Technologies et maladie d'Alzheimer : intégrer les outils aux métiers

Selon Vincent Rialle, l'évaluation de ces nouveaux outils technologiques, à partir de leur intégration réelle aux pratiques soignantes passe par le développement d'équipes multidisciplinaires et la valorisation de cette multidisciplinarité dans les parcours de carrière, toujours difficile, non seulement chez les chercheurs mais aussi et surtout chez les professionnels de santé de terrain, ceux qui sont en contact direct avec les malades et leurs familles, ceux donc qui ont « le plus de choses à dire ». C'est la condition sine qua non pour que le développement technologique ait des chances d'aboutir à des effets concrets sur l'amélioration des prises en charge au quotidien, des conditions de vie des aidants, des actes médico-sociaux, de la valorisation des métiers du grand âge (infirmière en gériatrie, gériatre, gérontologue, ergothérapeute, psychomotricien...). Sans cette intégration des nouvelles technologies par les métiers du grand âge, les « mondes parallèles » évoqués précédemment continueront à se développer : immenses difficultés du côté socio-sanitaire, excellence technique bercée par l'illusion d'être utile au malade côté technologie pour la santé. Pour Vincent Rialle, ce qui fait le plus défaut aujourd'hui, ce n'est pas tant de créer de nouveaux systèmes, qui commencent à être nombreux, que d'en évaluer avec rigueur le service rendu pour la collectivité, à partir d'une authentique intégration aux pratiques soignantes.
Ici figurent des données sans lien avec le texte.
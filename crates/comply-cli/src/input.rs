//! REPL line parsing.

/// One parsed line of user input.
#[derive(Debug, Clone, PartialEq, Eq)]
pub enum Input {
    Empty,
    Quit,
    Help,
    /// Free text, sent to the application as a command.
    Command(String),
    /// An offered action, by id or by its 1-based list number.
    Action(String),
    Toggle(String),
    ExpandAll,
    CollapseAll,
    Next,
    Previous,
    Parent,
    Child,
    Undo,
    Progress(String),
    Cancel(String),
    Suggest(String),
    Status,
    /// A known command missing its argument; carries the usage line.
    Usage(&'static str),
    Unknown(String),
}

/// Slash commands offered for completion.
pub const COMMANDS: [&str; 16] = [
    "/action", "/toggle", "/expand", "/collapse", "/next", "/prev", "/parent", "/child", "/undo",
    "/progress", "/cancel", "/suggest", "/status", "/help", "/quit", "quit",
];

pub fn parse_input(line: &str) -> Input {
    let line = line.trim();
    if line.is_empty() {
        return Input::Empty;
    }
    if matches!(line, "quit" | "exit") {
        return Input::Quit;
    }
    if !line.starts_with('/') {
        return Input::Command(line.to_string());
    }

    let (name, argument) = match line.split_once(char::is_whitespace) {
        Some((name, rest)) => (name, rest.trim()),
        None => (line, ""),
    };
    let required = |usage: &'static str, build: fn(String) -> Input| {
        if argument.is_empty() {
            Input::Usage(usage)
        } else {
            build(argument.to_string())
        }
    };

    match name {
        "/quit" | "/exit" => Input::Quit,
        "/help" => Input::Help,
        "/action" => required("/action <id|number>", Input::Action),
        "/toggle" => required("/toggle <section-id>", Input::Toggle),
        "/expand" => Input::ExpandAll,
        "/collapse" => Input::CollapseAll,
        "/next" => Input::Next,
        "/prev" => Input::Previous,
        "/parent" => Input::Parent,
        "/child" => Input::Child,
        "/undo" => Input::Undo,
        "/progress" => required("/progress <operation-id>", Input::Progress),
        "/cancel" => required("/cancel <operation-id>", Input::Cancel),
        "/suggest" => Input::Suggest(argument.to_string()),
        "/status" => Input::Status,
        other => Input::Unknown(other.to_string()),
    }
}

#[cfg(test)]
mod tests {
    use super::*;

    #[test]
    fn test_free_text_is_a_command() {
        assert_eq!(
            parse_input("  list users --all "),
            Input::Command("list users --all".into())
        );
    }

    #[test]
    fn test_quit_and_empty() {
        assert_eq!(parse_input("quit"), Input::Quit);
        assert_eq!(parse_input("/exit"), Input::Quit);
        assert_eq!(parse_input("   "), Input::Empty);
    }

    #[test]
    fn test_slash_commands_with_arguments() {
        assert_eq!(parse_input("/toggle details"), Input::Toggle("details".into()));
        assert_eq!(parse_input("/progress  op-1 "), Input::Progress("op-1".into()));
        assert_eq!(parse_input("/cancel op-1"), Input::Cancel("op-1".into()));
        assert_eq!(parse_input("/action 2"), Input::Action("2".into()));
        assert_eq!(parse_input("/suggest st"), Input::Suggest("st".into()));
    }

    #[test]
    fn test_missing_argument_gives_usage() {
        assert_eq!(parse_input("/toggle"), Input::Usage("/toggle <section-id>"));
        assert_eq!(
            parse_input("/progress   "),
            Input::Usage("/progress <operation-id>")
        );
        // empty suggestion input is allowed
        assert_eq!(parse_input("/suggest"), Input::Suggest(String::new()));
    }

    #[test]
    fn test_unknown_slash_command() {
        assert_eq!(parse_input("/frobnicate now"), Input::Unknown("/frobnicate".into()));
    }

    #[test]
    fn test_navigation_commands() {
        assert_eq!(parse_input("/next"), Input::Next);
        assert_eq!(parse_input("/prev"), Input::Previous);
        assert_eq!(parse_input("/parent"), Input::Parent);
        assert_eq!(parse_input("/child"), Input::Child);
        assert_eq!(parse_input("/undo"), Input::Undo);
    }
}
use crate::block::{TreeBlock, TreeNode};

/// Children of a node are drawn only when it is expanded.
pub fn render_tree(tree: &TreeBlock) -> String {
    let mut lines = vec![tree.root.label.clone()];
    if tree.root.expanded {
        push_children(&tree.root.children, "", &mut lines);
    }
    lines.join("\n")
}

fn push_children(children: &[TreeNode], prefix: &str, lines: &mut Vec<String>) {
    for (index, child) in children.iter().enumerate() {
        let last = index + 1 == children.len();
        let connector = if last { "└── " } else { "├── " };
        lines.push(format!("{prefix}{connector}{}", child.label));

        if child.expanded && !child.children.is_empty() {
            let continuation = if last { "    " } else { "│   " };
            push_children(&child.children, &format!("{prefix}{continuation}"), lines);
        }
    }
}

#[cfg(test)]
mod tests {
    use super::*;

    fn node(label: &str, expanded: bool, children: Vec<TreeNode>) -> TreeNode {
        TreeNode {
            label: label.into(),
            expanded,
            children,
        }
    }

    #[test]
    fn test_connectors() {
        let tree = TreeBlock {
            root: node(
                "src",
                true,
                vec![
                    node("lib", true, vec![node("mod.rs", false, vec![])]),
                    node("main.rs", false, vec![]),
                ],
            ),
        };
        assert_eq!(
            render_tree(&tree),
            "src\n├── lib\n│   └── mod.rs\n└── main.rs"
        );
    }

    #[test]
    fn test_collapsed_nodes_hide_children() {
        let tree = TreeBlock {
            root: node("root", true, vec![node("dir", false, vec![node("hidden", false, vec![])])]),
        };
        assert_eq!(render_tree(&tree), "root\n└── dir");

        let collapsed_root = TreeBlock {
            root: node("root", false, vec![node("dir", false, vec![])]),
        };
        assert_eq!(render_tree(&collapsed_root), "root");
    }
}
Les calculs du rapport bénéfice/risque de ces systèmes sont particulièrement complexes étant donné le nombre de variables médicales et socio-économiques qu'ils mettent en jeu.

Actes du colloque « La maladie d'Alzheimer, un défi social ». Paris, 5 juin 2009.

Technologie : domotique et stimulation cognitive

Sur une plus grande échelle que le projet QuoVadis, le projet CompanionAble (« robot compagnon » multimédia interactif) fait partie des programmes de recherche européens lancés sur le thème de l'assistance à l'autonomie dans le logement (Ambient Assisted Living). Le groupe de matériel électrique Legrand aborde, à travers ce projet, la problématique de l'accessibilité et de l'autonomie des personnes à travers une démarche multidisciplinaire et partenariale. Le projet de recherche débuté en janvier 2008 et coordonné par l'Université de Reading (Angleterre) associe des équipes de sept pays (Allemagne, Autriche, Belgique, Espagne, France, Pays-Bas, Royaume-Uni) venant des milieux médicaux, de l'aide à la personne, de la recherche académique et technologique, des industriels des automatismes du bâtiment et de la robotique, coopèrent pour expérimenter les apports d'un robot associé à des équipements domotiques installés au domicile de personnes ayant des troubles cognitifs moyens ou légers, et capables de favoriser le maintien de l'autonomie à domicile et l'aide aux aidants. Le projet, d'une durée de quatre ans, a débuté par des enquêtes auprès de personnes ayant des troubles cognitifs et de leurs proches, afin de prévoir les aides techniques qui leurs seraient adaptées et les méthodes d'évaluation respectant l'éthique et le droit de ces personnes.
Un programme de stimulation cognitive vise à renforcer les capacités cognitives résiduelles en aidant la personne malade à se repérer dans le temps et dans l'espace, en la sécurisant en cas d'errance, de désorientation et d'angoisse, et en facilitant sa communication avec l'entourage. La stimulation cognitive passe par des exercices avec une tierce personne et/ou un dispositif technologique. La sécurité est basée sur un système de télévigilance qui permet une meilleure réactivité des équipes médicales qui interviennent à domicile en cas d'urgence, en établissant un contact audio-visuel avec la personne en attendant une intervention humaine.
Les autres partenaires français du programme sont l'Assistance publique de hôpitaux de Paris, l'ESIEE Paris, le groupe des écoles de télécommunications GEC-INT, l'IBICS Université d'Evry-Val d'Essonne,.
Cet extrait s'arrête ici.